> _Collected data entries_:
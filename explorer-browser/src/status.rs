//! Status values exchanged with the engine at the callback boundary.
//!
//! Callbacks speak in terms of [`Verdict`] and [`CallbackError`]. Only the
//! native side needs the role-specific status codes; [`native_status`] maps
//! one onto the other per [`Callback`].

use std::fmt;

use thiserror::Error;

/// Outcome of a callback that may influence the engine's built-in behavior.
#[derive(Clone, Copy, Debug, PartialEq, Eq, Hash)]
pub enum Verdict {
    /// Continue with the engine's built-in behavior (or: show the item).
    Proceed,
    /// The host rejected the action; the engine must not perform it
    /// (or: hide the item).
    Suppress,
    /// The callback did not handle the request; the engine falls back to its
    /// default handling.
    NotHandled,
}

impl Verdict {
    /// `Proceed` when `allowed`, otherwise `Suppress`.
    pub fn from_allowed(allowed: bool) -> Self {
        if allowed {
            Verdict::Proceed
        } else {
            Verdict::Suppress
        }
    }
}

/// Negative callback result understood by the engine.
#[derive(Clone, Copy, Debug, PartialEq, Eq, Hash, Error)]
pub enum CallbackError {
    /// The request named something the adapter does not know.
    #[error("invalid argument")]
    InvalidArgument,
    /// The request could not be completed.
    #[error("unspecified failure")]
    Failure,
    /// The requested interface or service is not provided.
    #[error("no such interface")]
    NoInterface,
    /// The callback is part of the contract but has no implementation.
    #[error("not implemented")]
    NotImplemented,
}

/// Native status code (`HRESULT` layout: negative values are failures).
#[derive(Clone, Copy, PartialEq, Eq, Hash)]
#[cfg_attr(feature = "serde", derive(serde::Serialize, serde::Deserialize))]
pub struct HResult(pub i32);

impl HResult {
    /// Success.
    pub const S_OK: HResult = HResult(0);
    /// Success, with a "false"/"not handled" meaning.
    pub const S_FALSE: HResult = HResult(1);
    /// Not implemented.
    pub const E_NOTIMPL: HResult = HResult(0x8000_4001_u32 as i32);
    /// No such interface supported.
    pub const E_NOINTERFACE: HResult = HResult(0x8000_4002_u32 as i32);
    /// Unspecified failure.
    pub const E_FAIL: HResult = HResult(0x8000_4005_u32 as i32);
    /// One or more arguments are invalid.
    pub const E_INVALIDARG: HResult = HResult(0x8007_0057_u32 as i32);
    /// The system cannot find the file specified.
    pub const E_FILE_NOT_FOUND: HResult = HResult(0x8007_0002_u32 as i32);

    /// Whether the code denotes success (`S_OK`, `S_FALSE`, ...).
    pub fn is_success(self) -> bool {
        self.0 >= 0
    }

    /// Whether the code denotes failure.
    pub fn is_failure(self) -> bool {
        self.0 < 0
    }
}

impl fmt::Display for HResult {
    fn fmt(&self, f: &mut fmt::Formatter<'_>) -> fmt::Result {
        write!(f, "0x{:08X}", self.0 as u32)
    }
}

impl fmt::Debug for HResult {
    fn fmt(&self, f: &mut fmt::Formatter<'_>) -> fmt::Result {
        write!(f, "HResult({self})")
    }
}

impl From<CallbackError> for HResult {
    fn from(value: CallbackError) -> Self {
        match value {
            CallbackError::InvalidArgument => HResult::E_INVALIDARG,
            CallbackError::Failure => HResult::E_FAIL,
            CallbackError::NoInterface => HResult::E_NOINTERFACE,
            CallbackError::NotImplemented => HResult::E_NOTIMPL,
        }
    }
}

/// Every engine callback the adapter answers.
#[derive(Clone, Copy, Debug, PartialEq, Eq, Hash)]
pub enum Callback {
    /// Service lookup.
    QueryService,
    /// Default command (activate / double-click).
    DefaultCommand,
    /// View state change.
    StateChange,
    /// Per-item include check of the command interceptor.
    IncludeObject,
    /// Generic view notification (context menu start/done).
    Notify,
    /// Default context menu text.
    DefaultMenuText,
    /// View flags query.
    ViewFlags,
    /// Current filter string query.
    CurrentFilter,
    /// Column header click.
    ColumnClicked,
    /// View about to be created.
    PreViewCreated,
    /// Navigation about to happen.
    NavigationPending,
    /// View created.
    ViewCreated,
    /// Navigation completed.
    NavigationComplete,
    /// Navigation failed.
    NavigationFailed,
    /// Enumeration flags of the folder filter.
    EnumFlags,
    /// Per-item filter predicate.
    ShouldShow,
    /// Pane visibility query.
    PaneState,
}

/// Map a callback result onto the status code the engine expects for
/// `callback`.
///
/// The same [`Verdict`] means different codes for different callbacks: a
/// suppressed default command is `S_OK` ("handled, skip the default"), while
/// a suppressed navigation is `E_FAIL`.
pub fn native_status(callback: Callback, result: Result<Verdict, CallbackError>) -> HResult {
    let verdict = match result {
        Ok(v) => v,
        Err(e) => return e.into(),
    };
    match callback {
        Callback::DefaultCommand | Callback::Notify => match verdict {
            Verdict::Suppress => HResult::S_OK,
            Verdict::Proceed | Verdict::NotHandled => HResult::S_FALSE,
        },
        Callback::DefaultMenuText => HResult::S_FALSE,
        Callback::NavigationPending => match verdict {
            Verdict::Suppress => HResult::E_FAIL,
            Verdict::Proceed | Verdict::NotHandled => HResult::S_OK,
        },
        Callback::ShouldShow => match verdict {
            Verdict::Suppress => HResult::S_FALSE,
            Verdict::Proceed | Verdict::NotHandled => HResult::S_OK,
        },
        _ => HResult::S_OK,
    }
}

#[cfg(test)]
mod tests {
    use super::*;

    #[test]
    fn suppress_means_handled_for_default_command() {
        assert_eq!(
            native_status(Callback::DefaultCommand, Ok(Verdict::Suppress)),
            HResult::S_OK
        );
        assert_eq!(
            native_status(Callback::DefaultCommand, Ok(Verdict::Proceed)),
            HResult::S_FALSE
        );
    }

    #[test]
    fn context_menu_not_handled_keeps_native_menu() {
        assert_eq!(
            native_status(Callback::Notify, Ok(Verdict::NotHandled)),
            HResult::S_FALSE
        );
        assert_eq!(
            native_status(Callback::Notify, Ok(Verdict::Suppress)),
            HResult::S_OK
        );
    }

    #[test]
    fn vetoed_navigation_is_a_failure() {
        let code = native_status(Callback::NavigationPending, Ok(Verdict::Suppress));
        assert_eq!(code, HResult::E_FAIL);
        assert!(code.is_failure());
        assert!(native_status(Callback::NavigationPending, Ok(Verdict::Proceed)).is_success());
    }

    #[test]
    fn errors_map_to_their_codes() {
        assert_eq!(
            native_status(Callback::PaneState, Err(CallbackError::InvalidArgument)),
            HResult::E_INVALIDARG
        );
        assert_eq!(
            native_status(Callback::QueryService, Err(CallbackError::NoInterface)),
            HResult::E_NOINTERFACE
        );
        assert_eq!(
            native_status(Callback::CurrentFilter, Err(CallbackError::NotImplemented)),
            HResult::E_NOTIMPL
        );
        assert_eq!(
            native_status(Callback::ShouldShow, Err(CallbackError::Failure)),
            HResult::E_FAIL
        );
    }

    #[test]
    fn hresult_display_is_hex() {
        assert_eq!(HResult::E_FAIL.to_string(), "0x80004005");
        assert_eq!(HResult::S_FALSE.to_string(), "0x00000001");
    }
}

> _Goal of the exercise_: The output must consist solely of the lines from the first line of the records through the line containing "such interface supported.", reproduced exactly.

> _Written solution_:
filename explorer-browser/src/status.rs
//! Status values exchanged with the engine at the callback boundary.
//!
//! Callbacks speak in terms of [`Verdict`] and [`CallbackError`]. Only the
//! native side needs the role-specific status codes; [`native_status`] maps
//! one onto the other per [`Callback`].

use std::fmt;

use thiserror::Error;

/// Outcome of a callback that may influence the engine's built-in behavior.
#[derive(Clone, Copy, Debug, PartialEq, Eq, Hash)]
pub enum Verdict {
    /// Continue with the engine's built-in behavior (or: show the item).
    Proceed,
    /// The host rejected the action; the engine must not perform it
    /// (or: hide the item).
    Suppress,
    /// The callback did not handle the request; the engine falls back to its
    /// default handling.
    NotHandled,
}

impl Verdict {
    /// `Proceed` when `allowed`, otherwise `Suppress`.
    pub fn from_allowed(allowed: bool) -> Self {
        if allowed {
            Verdict::Proceed
        } else {
            Verdict::Suppress
        }
    }
}

/// Negative callback result understood by the engine.
#[derive(Clone, Copy, Debug, PartialEq, Eq, Hash, Error)]
pub enum CallbackError {
    /// The request named something the adapter does not know.
    #[error("invalid argument")]
    InvalidArgument,
    /// The request could not be completed.
    #[error("unspecified failure")]
    Failure,
    /// The requested interface or service is not provided.
    #[error("no such interface")]
    NoInterface,
    /// The callback is part of the contract but has no implementation.
    #[error("not implemented")]
    NotImplemented,
}

/// Native status code (`HRESULT` layout: negative values are failures).
#[derive(Clone, Copy, PartialEq, Eq, Hash)]
#[cfg_attr(feature = "serde", derive(serde::Serialize, serde::Deserialize))]
pub struct HResult(pub i32);

impl HResult {
    /// Success.
    pub const S_OK: HResult = HResult(0);
    /// Success, with a "false"/"not handled" meaning.
    pub const S_FALSE: HResult = HResult(1);
    /// Not implemented.
    pub const E_NOTIMPL: HResult = HResult(0x8000_4001_u32 as i32);
    /// No such interface supported.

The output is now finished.